La marca de snacks Doritos, perteneciente al gigante Frito-Lay, se aventuró en una campaña publicitaria sin precedentes que mezclaba el terror en videojuegos con su icónica marca de tortillas chips, resultando en la creación de Hotel 626. Esta iniciativa, a pesar de ser una audaz maniobra de marketing, revolucionó el formato publicitario en el año 2008, un momento en el que plataformas como Twitch aún no habían surgido y YouTube y Twitter recién comenzaban a ganar popularidad. Aunque limitada, la experiencia de Hotel 626 era única en sí misma.

Hotel 626 era, técnicamente, un juego de terror para navegadores que interactuaba no solo con la pantalla sino también con el micrófono y la webcam del usuario. La duración del juego era breve, unos 15 minutos aproximadamente, pero independientemente de las acciones del jugador, este quedaba atrapado en su mundo. El juego ya no está disponible en internet, lo que añade un halo de misterio a su legado.

Lanzado específicamente para Halloween, Hotel 626 no solo promocionaba Doritos sino que ofrecía una experiencia innovadora al combinar elementos de juegos de terror en primera persona y modernos escape rooms, invitando a los jugadores a romper la cuarta pared y utilizar sus ordenadores como herramientas de supervivencia.
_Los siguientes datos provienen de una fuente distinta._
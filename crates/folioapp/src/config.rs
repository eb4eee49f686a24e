//! # Configuration
//!
//! Folio configuration is a [`confique`] struct, loaded in priority order:
//! 1. **Environment variables**: `FOLIO_DATA_DIR`, `FOLIO_PAGES_FILE`, etc.
//! 2. **Config file**: a TOML file passed by the caller (e.g. `folio.toml`).
//! 3. **Compiled defaults**: `#[config(default = ...)]` values below.
//!
//! ## Available Settings
//!
//! | Key | Default | Description |
//! |-----|---------|-------------|
//! | `data_dir` | `.` | Root that relative paths resolve against |
//! | `pages_file` | `pages.json` | Page collection (JSON array) |
//! | `history_file` | `history.json` | History log (JSON object keyed by page id) |
//! | `drafts_dir` | `drafts` | One `<id>.json` draft per page |
//! | `blocks_dir` | `blocks` | Template fragments |
//! | `block_ext` | `.html` | Extension listed by `list_blocks` |
//! | `history_limit` | `20` | Entries kept per page |
//! | `system_history_limit` | `50` | Entries kept in the `__system__` log |

use crate::error::{FolioError, Result};
use confique::Config;
use serde::{Deserialize, Serialize};
use std::path::{Path, PathBuf};

/// Configuration for a folio data root, stored in `folio.toml`.
#[derive(Config, Serialize, Deserialize, Debug, Clone, PartialEq, Eq)]
pub struct FolioConfig {
    #[config(env = "FOLIO_DATA_DIR", default = ".")]
    pub data_dir: PathBuf,

    #[config(env = "FOLIO_PAGES_FILE", default = "pages.json")]
    pub pages_file: PathBuf,

    #[config(env = "FOLIO_HISTORY_FILE", default = "history.json")]
    pub history_file: PathBuf,

    #[config(env = "FOLIO_DRAFTS_DIR", default = "drafts")]
    pub drafts_dir: PathBuf,

    #[config(env = "FOLIO_BLOCKS_DIR", default = "blocks")]
    pub blocks_dir: PathBuf,

    /// Extension of block files (e.g. ".html", ".php")
    #[config(env = "FOLIO_BLOCK_EXT", default = ".html")]
    pub block_ext: String,

    #[config(default = 20)]
    pub history_limit: usize,

    #[config(default = 50)]
    pub system_history_limit: usize,
}

impl Default for FolioConfig {
    fn default() -> Self {
        Self {
            data_dir: PathBuf::from("."),
            pages_file: PathBuf::from("pages.json"),
            history_file: PathBuf::from("history.json"),
            drafts_dir: PathBuf::from("drafts"),
            blocks_dir: PathBuf::from("blocks"),
            block_ext: ".html".to_string(),
            history_limit: 20,
            system_history_limit: 50,
        }
    }
}

impl FolioConfig {
    /// Defaults rooted at `data_dir`.
    pub fn with_data_dir(data_dir: impl Into<PathBuf>) -> Self {
        Self {
            data_dir: data_dir.into(),
            ..Default::default()
        }
    }

    /// Layers the environment over an optional TOML file over the defaults.
    /// A file that does not exist is skipped.
    pub fn load(file: Option<&Path>) -> Result<Self> {
        let mut builder = Self::builder().env();
        if let Some(path) = file {
            builder = builder.file(path);
        }
        builder
            .load()
            .map_err(|e| FolioError::Config(e.to_string()))
    }

    fn resolve(&self, path: &Path) -> PathBuf {
        // join() keeps absolute paths as they are
        self.data_dir.join(path)
    }

    pub fn pages_path(&self) -> PathBuf {
        self.resolve(&self.pages_file)
    }

    pub fn history_path(&self) -> PathBuf {
        self.resolve(&self.history_file)
    }

    pub fn drafts_path(&self) -> PathBuf {
        self.resolve(&self.drafts_dir)
    }

    pub fn blocks_path(&self) -> PathBuf {
        self.resolve(&self.blocks_dir)
    }

    /// Block extension, normalized to start with a dot.
    pub fn block_ext(&self) -> String {
        if self.block_ext.starts_with('.') {
            self.block_ext.clone()
        } else {
            format!(".{}", self.block_ext)
        }
    }
}

#[cfg(test)]
mod tests {
    use super::*;
    use std::fs;
    use tempfile::tempdir;

    #[test]
    fn test_default_config() {
        let config = FolioConfig::default();
        assert_eq!(config.pages_path(), PathBuf::from("./pages.json"));
        assert_eq!(config.history_limit, 20);
        assert_eq!(config.system_history_limit, 50);
        assert_eq!(config.block_ext(), ".html");
    }

    #[test]
    fn test_paths_resolve_against_data_dir() {
        let config = FolioConfig::with_data_dir("/srv/site");
        assert_eq!(config.pages_path(), PathBuf::from("/srv/site/pages.json"));
        assert_eq!(config.drafts_path(), PathBuf::from("/srv/site/drafts"));
        assert_eq!(config.blocks_path(), PathBuf::from("/srv/site/blocks"));
    }

    #[test]
    fn test_absolute_paths_are_kept() {
        let config = FolioConfig {
            history_file: PathBuf::from("/var/log/folio/history.json"),
            ..FolioConfig::with_data_dir("/srv/site")
        };
        assert_eq!(
            config.history_path(),
            PathBuf::from("/var/log/folio/history.json")
        );
    }

    #[test]
    fn test_block_ext_normalization_without_dot() {
        let config = FolioConfig {
            block_ext: "php".to_string(),
            ..Default::default()
        };
        assert_eq!(config.block_ext(), ".php");
    }

    #[test]
    fn test_load_reads_toml_file() {
        let dir = tempdir().unwrap();
        let file = dir.path().join("folio.toml");
        fs::write(
            &file,
            "data_dir = \"/srv/site\"\nblock_ext = \".php\"\nhistory_limit = 5\n",
        )
        .unwrap();

        let config = FolioConfig::load(Some(&file)).unwrap();
        assert_eq!(config.data_dir, PathBuf::from("/srv/site"));
        assert_eq!(config.block_ext, ".php");
        assert_eq!(config.history_limit, 5);
        assert_eq!(config.system_history_limit, 50);
    }
}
El juego capturaba fotografías de los jugadores sin previo aviso, mezclándolas con las de otros participantes, una práctica que hoy en día podría tener implicaciones legales. Esta experiencia dejaba a los jugadores con una sensación de inquietud, especialmente tras recibir una llamada telefónica como parte del juego.

Para acceder a Hotel 626, era necesario reservar una habitación en el hotel ficticio, proporcionando un email y un número de teléfono, y jugar solo estaba permitido de 6 de la tarde a 6 de la mañana, añadiendo un toque más escalofriante a la experiencia.

Hotel 626 se destacó por su ambiente tenebroso y puzles ingeniosos que requerían una interacción directa con la tecnología del jugador. A pesar de su naturaleza promocional, el juego se convirtió en un fenómeno viral, aunque hoy en día ha sido en gran parte olvidado.

Su sucesor, Asylum 626, llevó la experiencia a otro nivel, situando a los jugadores en un manicomio y utilizando la integración con Facebook para personalizar aún más la experiencia. Sin embargo, esta secuela incorporó elementos más comerciales, como la necesidad de adquirir productos Doritos para avanzar en el juego.

Hoy en día, tanto Hotel 626 como Asylum 626 son inaccesibles, víctimas de los cambiantes controles de privacidad y normativas en internet. Representan una época específica de la publicidad en videojuegos, una que posiblemente no se repita en el mismo formato debido a las actuales restricciones de privacidad.

La industria del entretenimiento ha evolucionado desde entonces, adoptando prácticas más seguras en cuanto al manejo de la información personal. Sin embargo, la intersección entre snacks, bebidas y contenidos de videojuegos sigue siendo relevante. Y mientras la industria sigue cambiando, un consejo perdura: cubrir siempre la webcam cuando no esté en uso.